_Records from a dataset:_
[Start of section]
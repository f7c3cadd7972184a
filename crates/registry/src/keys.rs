//! Object key layout.
//!
//! All keys are relative to the storage root:
//! - `registry/demos.json` — the whole catalog document
//! - `demos/{id}/audio` — finalized audio blob
//! - `demos/{id}/cover` — uploaded cover blob
//! - `uploads/{id}/chunks/{index}` — temporary upload chunks

use myvoice_core::DemoId;

/// Key of the catalog document.
pub const REGISTRY_KEY: &str = "registry/demos.json";

/// Key of a demo's finalized audio blob.
pub fn audio_key(id: DemoId) -> String {
    format!("demos/{id}/audio")
}

/// Key of a demo's uploaded cover blob.
pub fn cover_key(id: DemoId) -> String {
    format!("demos/{id}/cover")
}

/// Key of one temporary upload chunk.
pub fn chunk_key(id: DemoId, index: u32) -> String {
    format!("uploads/{id}/chunks/{index}")
}

/// Prefix covering all temporary chunks of one upload.
pub fn chunk_prefix(id: DemoId) -> String {
    format!("uploads/{id}")
}
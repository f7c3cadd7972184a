//! Configuration types shared across crates.

use serde::{Deserialize, Serialize};
use std::path::PathBuf;
use std::time::Duration;

/// Built-in owner password used when none is configured.
///
/// A deliberate convenience for running the demo app out of the box; `main`
/// logs a warning whenever this value is in effect.
pub const DEFAULT_OWNER_PASSWORD: &str = "myvoice-owner";

/// Server configuration.
#[derive(Clone, Debug, Serialize, Deserialize)]
pub struct ServerConfig {
    /// Bind address (e.g., "0.0.0.0:8787").
    #[serde(default = "default_bind")]
    pub bind: String,
    /// Maximum accepted upload chunk size in bytes.
    #[serde(default = "default_max_chunk_size")]
    pub max_chunk_size: u64,
    /// Maximum request body size in bytes (JSON and multipart). Sized for
    /// base64-encoded audio in analysis requests.
    #[serde(default = "default_max_body_size")]
    pub max_body_size: u64,
    /// Cache-Control max-age for served audio/cover binaries, in seconds.
    #[serde(default = "default_media_max_age_secs")]
    pub media_max_age_secs: u64,
}

fn default_bind() -> String {
    "127.0.0.1:8787".to_string()
}

fn default_max_chunk_size() -> u64 {
    crate::MAX_CHUNK_SIZE
}

fn default_max_body_size() -> u64 {
    32 * 1024 * 1024
}

fn default_media_max_age_secs() -> u64 {
    31536000 // one year; blobs are immutable per id
}

impl Default for ServerConfig {
    fn default() -> Self {
        Self {
            bind: default_bind(),
            max_chunk_size: default_max_chunk_size(),
            max_body_size: default_max_body_size(),
            media_max_age_secs: default_media_max_age_secs(),
        }
    }
}

/// Owner authorization configuration.
#[derive(Clone, Debug, Serialize, Deserialize)]
pub struct OwnerConfig {
    /// Shared secret compared against the X-Owner-Password header.
    #[serde(default = "default_owner_password")]
    pub password: String,
}

fn default_owner_password() -> String {
    DEFAULT_OWNER_PASSWORD.to_string()
}

impl Default for OwnerConfig {
    fn default() -> Self {
        Self {
            password: default_owner_password(),
        }
    }
}

impl OwnerConfig {
    /// Whether the built-in default password is still in effect.
    pub fn uses_default_password(&self) -> bool {
        self.password == DEFAULT_OWNER_PASSWORD
    }
}

/// Storage backend configuration.
#[derive(Clone, Debug, Serialize, Deserialize)]
#[serde(tag = "type", rename_all = "lowercase")]
pub enum StorageConfig {
    /// Local filesystem storage.
    Filesystem {
        /// Root directory for storage.
        path: PathBuf,
    },
    /// S3-compatible storage.
    S3 {
        /// Bucket name.
        bucket: String,
        /// Optional endpoint URL (for MinIO, etc.).
        endpoint: Option<String>,
        /// AWS region.
        region: Option<String>,
        /// Optional key prefix.
        prefix: Option<String>,
        /// AWS access key ID. Falls back to the ambient credential chain
        /// when unset. Prefer env vars or IAM roles over config files.
        access_key_id: Option<String>,
        /// AWS secret access key.
        secret_access_key: Option<String>,
        /// Force path-style URLs (`endpoint/bucket/key`). Required for MinIO
        /// and some S3-compatible services.
        #[serde(default)]
        force_path_style: bool,
    },
}

impl Default for StorageConfig {
    fn default() -> Self {
        Self::Filesystem {
            path: PathBuf::from("./data/storage"),
        }
    }
}

impl StorageConfig {
    /// Validate storage configuration invariants.
    pub fn validate(&self) -> Result<(), String> {
        match self {
            StorageConfig::S3 {
                access_key_id,
                secret_access_key,
                ..
            } => match (access_key_id.as_ref(), secret_access_key.as_ref()) {
                (Some(_), Some(_)) | (None, None) => Ok(()),
                _ => Err(
                    "s3 config requires both access_key_id and secret_access_key when either is set"
                        .to_string(),
                ),
            },
            _ => Ok(()),
        }
    }
}

/// Completion-API bridge configuration.
#[derive(Clone, Debug, Serialize, Deserialize)]
pub struct CoachConfig {
    /// API key for the completions endpoint. Required for analysis and
    /// report calls; typically supplied via MYVOICE_COACH__API_KEY.
    #[serde(default)]
    pub api_key: Option<String>,
    /// Base URL of the completions API.
    #[serde(default = "default_api_base")]
    pub api_base: String,
    /// Text-only model used when no audio accompanies a request.
    #[serde(default = "default_model")]
    pub model: String,
    /// Audio-capable model used when inline audio is supplied.
    #[serde(default = "default_audio_model")]
    pub audio_model: String,
    /// Request timeout in seconds.
    #[serde(default = "default_request_timeout_secs")]
    pub request_timeout_secs: u64,
}

fn default_api_base() -> String {
    "https://api.openai.com/v1".to_string()
}

fn default_model() -> String {
    "gpt-4o".to_string()
}

fn default_audio_model() -> String {
    "gpt-4o-audio-preview".to_string()
}

fn default_request_timeout_secs() -> u64 {
    120
}

impl Default for CoachConfig {
    fn default() -> Self {
        Self {
            api_key: None,
            api_base: default_api_base(),
            model: default_model(),
            audio_model: default_audio_model(),
            request_timeout_secs: default_request_timeout_secs(),
        }
    }
}

impl CoachConfig {
    /// Request timeout as a Duration.
    pub fn request_timeout(&self) -> Duration {
        Duration::from_secs(self.request_timeout_secs)
    }
}

/// Complete application configuration.
#[derive(Clone, Debug, Default, Serialize, Deserialize)]
pub struct AppConfig {
    /// Server configuration.
    #[serde(default)]
    pub server: ServerConfig,
    /// Storage backend configuration.
    #[serde(default)]
    pub storage: StorageConfig,
    /// Owner authorization configuration.
    #[serde(default)]
    pub owner: OwnerConfig,
    /// Completion-API bridge configuration.
    #[serde(default)]
    pub coach: CoachConfig,
}

impl AppConfig {
    /// Create a test configuration with sensible defaults.
    ///
    /// **For testing only.** Uses filesystem storage and a fixed owner
    /// password.
    pub fn for_testing() -> Self {
        Self {
            server: ServerConfig::default(),
            storage: StorageConfig::default(),
            owner: OwnerConfig {
                password: "test-owner-password".to_string(),
            },
            coach: CoachConfig {
                api_key: Some("test-api-key".to_string()),
                ..CoachConfig::default()
            },
        }
    }
}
[End of section]
_Your instructions:_
Each entry is to be output exactly as it was written.

_Result:_
repository f7c3cadd7972184a
filename crates/registry/src/keys.rs
//! Object key layout.
//!
//! All keys are relative to the storage root:
//! - `registry/demos.json` — the whole catalog document
//! - `demos/{id}/audio` — finalized audio blob
//! - `demos/{id}/cover` — uploaded cover blob
//! - `uploads/{id}/chunks/{index}` — temporary upload chunks

use myvoice_core::DemoId;

/// Key of the catalog document.
pub const REGISTRY_KEY: &str = "registry/demos.json";

/// Key of a demo's finalized audio blob.
pub fn audio_key(id: DemoId) -> String {
    format!("demos/{id}/audio")
}

/// Key of a demo's uploaded cover blob.
pub fn cover_key(id: DemoId) -> String {
    format!("demos/{id}/cover")
}

/// Key of one temporary upload chunk.
pub fn chunk_key(id: DemoId, index: u32) -> String {
    format!("uploads/{id}/chunks/{index}")
}

/// Prefix covering all temporary chunks of one upload.
pub fn chunk_prefix(id: DemoId) -> String {
    format!("uploads/{id}")
}
repository f7c3cadd7972184a
//! Configuration types shared across crates.

use serde::{Deserialize, Serialize};
use std::path::PathBuf;
use std::time::Duration;

/// Built-in owner password used when none is configured.
///
/// A deliberate convenience for running the demo app out of the box; `main`
/// logs a warning whenever this value is in effect.
pub const DEFAULT_OWNER_PASSWORD: &str = "myvoice-owner";

/// Server configuration.
#[derive(Clone, Debug, Serialize, Deserialize)]
pub struct ServerConfig {
    /// Bind address (e.g., "0.0.0.0:8787").
    #[serde(default = "default_bind")]
    pub bind: String,
    /// Maximum accepted upload chunk size in bytes.
    #[serde(default = "default_max_chunk_size")]
    pub max_chunk_size: u64,
    /// Maximum request body size in bytes (JSON and multipart). Sized for
    /// base64-encoded audio in analysis requests.
    #[serde(default = "default_max_body_size")]
    pub max_body_size: u64,
    /// Cache-Control max-age for served audio/cover binaries, in seconds.
    #[serde(default = "default_media_max_age_secs")]
    pub media_max_age_secs: u64,
}

fn default_bind() -> String {
    "127.0.0.1:8787".to_string()
}

fn default_max_chunk_size() -> u64 {
    crate::MAX_CHUNK_SIZE
}

fn default_max_body_size() -> u64 {
    32 * 1024 * 1024
}

fn default_media_max_age_secs() -> u64 {
    31536000 // one year; blobs are immutable per id
}

impl Default for ServerConfig {
    fn default() -> Self {
        Self {
            bind: default_bind(),
            max_chunk_size: default_max_chunk_size(),
            max_body_size: default_max_body_size(),
            media_max_age_secs: default_media_max_age_secs(),
        }
    }
}

/// Owner authorization configuration.
#[derive(Clone, Debug, Serialize, Deserialize)]
pub struct OwnerConfig {
    /// Shared secret compared against the X-Owner-Password header.
    #[serde(default = "default_owner_password")]
    pub password: String,
}

fn default_owner_password() -> String {
    DEFAULT_OWNER_PASSWORD.to_string()
}

impl Default for OwnerConfig {
    fn default() -> Self {
        Self {
            password: default_owner_password(),
        }
    }
}

impl OwnerConfig {
    /// Whether the built-in default password is still in effect.
    pub fn uses_default_password(&self) -> bool {
        self.password == DEFAULT_OWNER_PASSWORD
    }
}

/// Storage backend configuration.
#[derive(Clone, Debug, Serialize, Deserialize)]
#[serde(tag = "type", rename_all = "lowercase")]
pub enum StorageConfig {
    /// Local filesystem storage.
    Filesystem {
        /// Root directory for storage.
        path: PathBuf,
    },
    /// S3-compatible storage.
    S3 {
        /// Bucket name.
        bucket: String,
        /// Optional endpoint URL (for MinIO, etc.).
        endpoint: Option<String>,
        /// AWS region.
        region: Option<String>,
        /// Optional key prefix.
        prefix: Option<String>,
        /// AWS access key ID. Falls back to the ambient credential chain
        /// when unset. Prefer env vars or IAM roles over config files.
        access_key_id: Option<String>,
        /// AWS secret access key.
        secret_access_key: Option<String>,
        /// Force path-style URLs (`endpoint/bucket/key`). Required for MinIO
        /// and some S3-compatible services.
        #[serde(default)]
        force_path_style: bool,
    },
}

impl Default for StorageConfig {
    fn default() -> Self {
        Self::Filesystem {
            path: PathBuf::from("./data/storage"),
        }
    }
}

impl StorageConfig {
    /// Validate storage configuration invariants.
    pub fn validate(&self) -> Result<(), String> {
        match self {
            StorageConfig::S3 {
                access_key_id,
                secret_access_key,
                ..
            } => match (access_key_id.as_ref(), secret_access_key.as_ref()) {
                (Some(_), Some(_)) | (None, None) => Ok(()),
                _ => Err(
                    "s3 config requires both access_key_id and secret_access_key when either is set"
                        .to_string(),
                ),
            },
            _ => Ok(()),
        }
    }
}

/// Completion-API bridge configuration.
#[derive(Clone, Debug, Serialize, Deserialize)]
pub struct CoachConfig {
    /// API key for the completions endpoint. Required for analysis and
    /// report calls; typically supplied via MYVOICE_COACH__API_KEY.
    #[serde(default)]
    pub api_key: Option<String>,
    /// Base URL of the completions API.
    #[serde(default = "default_api_base")]
    pub api_base: String,
    /// Text-only model used when no audio accompanies a request.
    #[serde(default = "default_model")]
    pub model: String,
    /// Audio-capable model used when inline audio is supplied.
    #[serde(default = "default_audio_model")]
    pub audio_model: String,
    /// Request timeout in seconds.
    #[serde(default = "default_request_timeout_secs")]
    pub request_timeout_secs: u64,
}

fn default_api_base() -> String {
    "https://api.openai.com/v1".to_string()
}

fn default_model() -> String {
    "gpt-4o".to_string()
}

fn default_audio_model() -> String {
    "gpt-4o-audio-preview".to_string()
}

fn default_request_timeout_secs() -> u64 {
    120
}

impl Default for CoachConfig {
    fn default() -> Self {
        Self {
            api_key: None,
            api_base: default_api_base(),
            model: default_model(),
            audio_model: default_audio_model(),
            request_timeout_secs: default_request_timeout_secs(),
        }
    }
}

impl CoachConfig {
    /// Request timeout as a Duration.
    pub fn request_timeout(&self) -> Duration {
        Duration::from_secs(self.request_timeout_secs)
    }
}

/// Complete application configuration.
#[derive(Clone, Debug, Default, Serialize, Deserialize)]
pub struct AppConfig {
    /// Server configuration.
    #[serde(default)]
    pub server: ServerConfig,
    /// Storage backend configuration.
    #[serde(default)]
    pub storage: StorageConfig,
    /// Owner authorization configuration.
    #[serde(default)]
    pub owner: OwnerConfig,
    /// Completion-API bridge configuration.
    #[serde(default)]
    pub coach: CoachConfig,
}

impl AppConfig {
    /// Create a test configuration with sensible defaults.
    ///
    /// **For testing only.** Uses filesystem storage and a fixed owner
    /// password.
    pub fn for_testing() -> Self {
        Self {
            server: ServerConfig::default(),
            storage: StorageConfig::default(),
            owner: OwnerConfig {
                password: "test-owner-password".to_string(),
            },
            coach: CoachConfig {
                api_key: Some("test-api-key".to_string()),
                ..CoachConfig::default()
            },
        }
    }
}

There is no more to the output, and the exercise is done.